To manipulate ionic strength, we replaced various amounts of K+ in the intracellular solution with sucrose (Brelidze and Magleby, 2005). We limited the conditions to 0 Ca2+, pH 5 for M314H and 0 Ca2+ and pH 9 for M314E. Under these conditions, the deactivation kinetics were well within the dynamic range for further change, which would help reveal any potential changes introduced by adjustment of ionic strength.
As shown in Fig. 10, adjusting ionic strength by as much as 20-fold only slightly affected the deactivation τapp for M314H across voltages from −190 to 0 mV (20.68 ± 3.24 ms and n = 4, at −190 mV in 14 mM K+; 12.04 ± 2.26 ms and n = 4, in 284 mM K+) (Fig. 10 A, 1, 2, and 3). In the case of M314E, high ionic strength in 284 mM K+ resulted in a small but significant increase of deactivation τapp as compared with lower K+ concentrations (29.62 ± 5.10 ms and n = 4, at −190 mV in 14 mM K+; 65.12 ± 7.18 ms and n = 5, in 284 mM K+; P = 0.007) (Fig. 10 B, 1, 2, and 3). The direction of change was opposite to what one would predict from the closed-state charge interaction hypothesis (see above). It seems more likely that the X314 side-chain–exposed conformation corresponded to the open state of the BK channel. On one hand, it was energetically more favorable for the side-chain charges to stay in the pore-exposed positions and stabilize the open conformation. On the other hand, the pore-exposed charges from different subunits may repel each other and destabilize the open conformation. Reducing charge interaction by the higher ionic strength offset the destabilization forces and further exaggerated the stabilization effects, hence the even slower deactivation (Fig. 10 B, 3).

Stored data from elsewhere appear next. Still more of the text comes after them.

// SPDX-License-Identifier: LGPL-3.0-only
//
// This file is provided WITHOUT ANY WARRANTY;
// without even the implied warranty of MERCHANTABILITY
// or FITNESS FOR A PARTICULAR PURPOSE.

use ciphersum_coordinator::ProofVerifier;

pub struct AcceptAllVerifier;

impl ProofVerifier for AcceptAllVerifier {
    fn verify(&self, _: u64, _: &[u8], _: &[u8]) -> bool {
        true
    }
}

pub struct RejectAllVerifier;

impl ProofVerifier for RejectAllVerifier {
    fn verify(&self, _: u64, _: &[u8], _: &[u8]) -> bool {
        false
    }
}
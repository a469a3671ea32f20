// SPDX-License-Identifier: LGPL-3.0-only
//
// This file is provided WITHOUT ANY WARRANTY;
// without even the implied warranty of MERCHANTABILITY
// or FITNESS FOR A PARTICULAR PURPOSE.

use anyhow::Result;
use ciphersum_coordinator::{
    AddProvider, CloseBatch, CooldownKind, CoordinatorError, ErrorKind, GetBatch,
    GetCoordinatorInfo, GetDecryptionRequest, IsProvider, ManualClock, OpenBatch,
    RemoveProvider, RequestDecryption, SetCooldownSeconds, SetPaused, Submit, TransferOwnership,
};
use ciphersum_events::{DecryptionCompleted, IntegrityViolationReason};
use ciphersum_fhe::PlainAccumulator;
use ciphersum_test_helpers::{
    addr, event_types, init_tracing, providers, Fulfil, GetRequests, RejectAllVerifier,
    TestSystem, OWNER,
};

#[actix::test]
async fn test_single_provider_round_and_replay() -> Result<()> {
    init_tracing();
    let system = TestSystem::builder()
        .with_clock(ManualClock::new(0))
        .build()
        .await?;
    let provider_a = addr(0x0a);

    let batch_id = system.closed_batch(&[(provider_a, 5, 100)]).await?;
    assert_eq!(batch_id, 1);

    let request_id = system
        .coordinator
        .send(RequestDecryption {
            caller: OWNER,
            batch_id,
        })
        .await??;
    assert_eq!(request_id, 1);

    let requests = system.oracle.send(GetRequests).await?;
    assert_eq!(requests.len(), 1);
    assert_eq!(requests[0].batch_id, 1);
    assert_eq!(PlainAccumulator::decrypt(&requests[0].ciphertexts[0])?, 5);

    let completed = system
        .oracle
        .send(Fulfil::sum(request_id, 5, b"proof".to_vec()))
        .await??;
    assert_eq!(
        completed,
        DecryptionCompleted {
            request_id: 1,
            batch_id: 1,
            decrypted_sum: 5,
            total_samples: 100,
        }
    );

    let replay = system
        .oracle
        .send(Fulfil::sum(request_id, 5, b"proof".to_vec()))
        .await?;
    assert_eq!(replay, Err(CoordinatorError::ReplayDetected(1)));

    let errors = system.errors().await?;
    assert_eq!(errors.len(), 1);
    assert_eq!(errors[0].reason, IntegrityViolationReason::ReplayDetected);

    assert_eq!(
        event_types(&system.history().await?),
        vec![
            "ProviderAdded",
            "BatchOpened",
            "GradientSubmitted",
            "BatchClosed",
            "DecryptionRequested",
            "DecryptionCompleted",
            "IntegrityViolation",
        ]
    );
    Ok(())
}

#[actix::test]
async fn test_non_provider_is_rejected_before_state_checks() -> Result<()> {
    let system = TestSystem::builder().build().await?;
    let outsider = addr(0x0b);

    // No batch is open, yet authorization is what fails.
    let res = system
        .coordinator
        .send(Submit {
            caller: outsider,
            ciphertext: PlainAccumulator::encrypt(1).into(),
            sample_count: 1,
        })
        .await?;
    assert_eq!(res, Err(CoordinatorError::NotProvider(outsider)));
    assert_eq!(res.unwrap_err().kind(), ErrorKind::Authorization);
    assert!(system.history().await?.is_empty());
    Ok(())
}

#[actix::test]
async fn test_cooldown_enforced_per_provider() -> Result<()> {
    let clock = ManualClock::new(0);
    let system = TestSystem::builder()
        .with_clock(clock.clone())
        .build()
        .await?;
    let [a, b, _] = providers();
    for provider in [a, b] {
        system
            .coordinator
            .send(AddProvider {
                caller: OWNER,
                provider,
            })
            .await??;
    }
    system.coordinator.send(OpenBatch { caller: OWNER }).await??;

    let submit = |caller| Submit {
        caller,
        ciphertext: PlainAccumulator::encrypt(1).into(),
        sample_count: 1,
    };

    system.coordinator.send(submit(a)).await??;

    clock.set(30);
    let err = system
        .coordinator
        .send(submit(a))
        .await?
        .expect_err("cooldown should be active");
    assert_eq!(
        err,
        CoordinatorError::CooldownActive {
            actor: a,
            kind: CooldownKind::Submission,
            retry_at: 60,
        }
    );
    assert!(err.is_retryable());
    // Other providers keep their own clock.
    system.coordinator.send(submit(b)).await??;

    clock.set(61);
    system.coordinator.send(submit(a)).await??;

    let batch = system.coordinator.send(GetBatch(1)).await?;
    assert_eq!(batch.map(|b| b.total_samples), Some(3));
    Ok(())
}

#[actix::test]
async fn test_gate_ordering() -> Result<()> {
    let system = TestSystem::builder().build().await?;
    let [a, _, _] = providers();
    system
        .coordinator
        .send(AddProvider {
            caller: OWNER,
            provider: a,
        })
        .await??;

    // Submit with no open batch
    let res = system
        .coordinator
        .send(Submit {
            caller: a,
            ciphertext: PlainAccumulator::encrypt(1).into(),
            sample_count: 1,
        })
        .await?;
    assert!(matches!(res, Err(CoordinatorError::InvalidBatchState(_))));

    let res = system
        .coordinator
        .send(RequestDecryption {
            caller: OWNER,
            batch_id: 0,
        })
        .await?;
    assert!(matches!(res, Err(CoordinatorError::InvalidBatchState(_))));

    system.coordinator.send(OpenBatch { caller: OWNER }).await??;
    let res = system
        .coordinator
        .send(RequestDecryption {
            caller: OWNER,
            batch_id: 1,
        })
        .await?;
    assert!(matches!(res, Err(CoordinatorError::InvalidBatchState(_))));

    let res = system.coordinator.send(OpenBatch { caller: OWNER }).await?;
    assert!(matches!(res, Err(CoordinatorError::InvalidBatchState(_))));

    // Malformed ciphertexts are an encryption precondition failure
    let res = system
        .coordinator
        .send(Submit {
            caller: a,
            ciphertext: vec![1, 2, 3].into(),
            sample_count: 1,
        })
        .await?;
    assert_eq!(
        res.map_err(|e| e.kind()),
        Err(ErrorKind::EncryptionPrecondition)
    );

    // Pausing blocks batch operations but not administration
    system
        .coordinator
        .send(SetPaused {
            caller: OWNER,
            paused: true,
        })
        .await??;
    let res = system.coordinator.send(CloseBatch { caller: OWNER }).await?;
    assert_eq!(res, Err(CoordinatorError::Paused));
    system
        .coordinator
        .send(RemoveProvider {
            caller: OWNER,
            provider: a,
        })
        .await??;
    assert!(!system.coordinator.send(IsProvider(a)).await?);
    Ok(())
}

#[actix::test]
async fn test_owner_administration() -> Result<()> {
    let system = TestSystem::builder().build().await?;
    let new_owner = addr(0x02);

    let res = system
        .coordinator
        .send(SetCooldownSeconds {
            caller: OWNER,
            cooldown_seconds: 0,
        })
        .await?;
    assert!(matches!(res, Err(CoordinatorError::InvalidParameters(_))));

    system
        .coordinator
        .send(SetCooldownSeconds {
            caller: OWNER,
            cooldown_seconds: 10,
        })
        .await??;
    system
        .coordinator
        .send(TransferOwnership {
            caller: OWNER,
            new_owner,
        })
        .await??;

    let res = system.coordinator.send(OpenBatch { caller: OWNER }).await?;
    assert_eq!(res, Err(CoordinatorError::NotOwner(OWNER)));

    let info = system.coordinator.send(GetCoordinatorInfo).await??;
    assert_eq!(info.owner, new_owner);
    assert_eq!(info.cooldown_seconds, 10);
    assert_eq!(info.current_batch_id, 0);
    assert_eq!(info.next_request_id, 1);
    Ok(())
}

#[actix::test]
async fn test_bad_proof_leaves_request_pending() -> Result<()> {
    let system = TestSystem::builder()
        .with_verifier(RejectAllVerifier)
        .build()
        .await?;
    let [a, b, c] = providers();
    let batch_id = system
        .closed_batch(&[(a, 2, 10), (b, 3, 20), (c, 4, 30)])
        .await?;
    let request_id = system
        .coordinator
        .send(RequestDecryption {
            caller: OWNER,
            batch_id,
        })
        .await??;

    let res = system
        .oracle
        .send(Fulfil::sum(request_id, 9, vec![]))
        .await?;
    assert_eq!(res, Err(CoordinatorError::InvalidProof(request_id)));

    let request = system
        .coordinator
        .send(GetDecryptionRequest(request_id))
        .await?;
    assert_eq!(request.map(|r| r.processed), Some(false));
    let errors = system.errors().await?;
    assert_eq!(errors[0].reason, IntegrityViolationReason::InvalidProof);
    Ok(())
}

The understanding of ion channel–gating mechanisms has benefitted greatly from high-resolution structure models of some K+ channels (Doyle et al., 1998; Jiang et al., 2002; Long et al., 2005). These structural models serve as snapshots of the channel structure. Some of them depict probable open channels (Jiang et al., 2002; Long et al., 2005), whereas others depict probable closed ones (Doyle et al., 1998). In rare cases, some structural studies capture the channels in multiple states with a range of “openness” at different pore locations (Cuello et al., 2010a,b). Despite these advances, it remains difficult to obtain high-resolution structures of most K+ channels, and the ones that are available, by themselves, tell little about the dynamics of gating conformational changes. Nevertheless, the known structures of related channels serve as guides and offer testable hypotheses for functional studies. Fundamental aspects of gating conformational change may be elucidated by a combination of structural information together with functional studies that can be interpreted within the structural framework. We have studied dynamics of the pore region of BK channels with the structural models of Kv1.2 and MthK channels as references.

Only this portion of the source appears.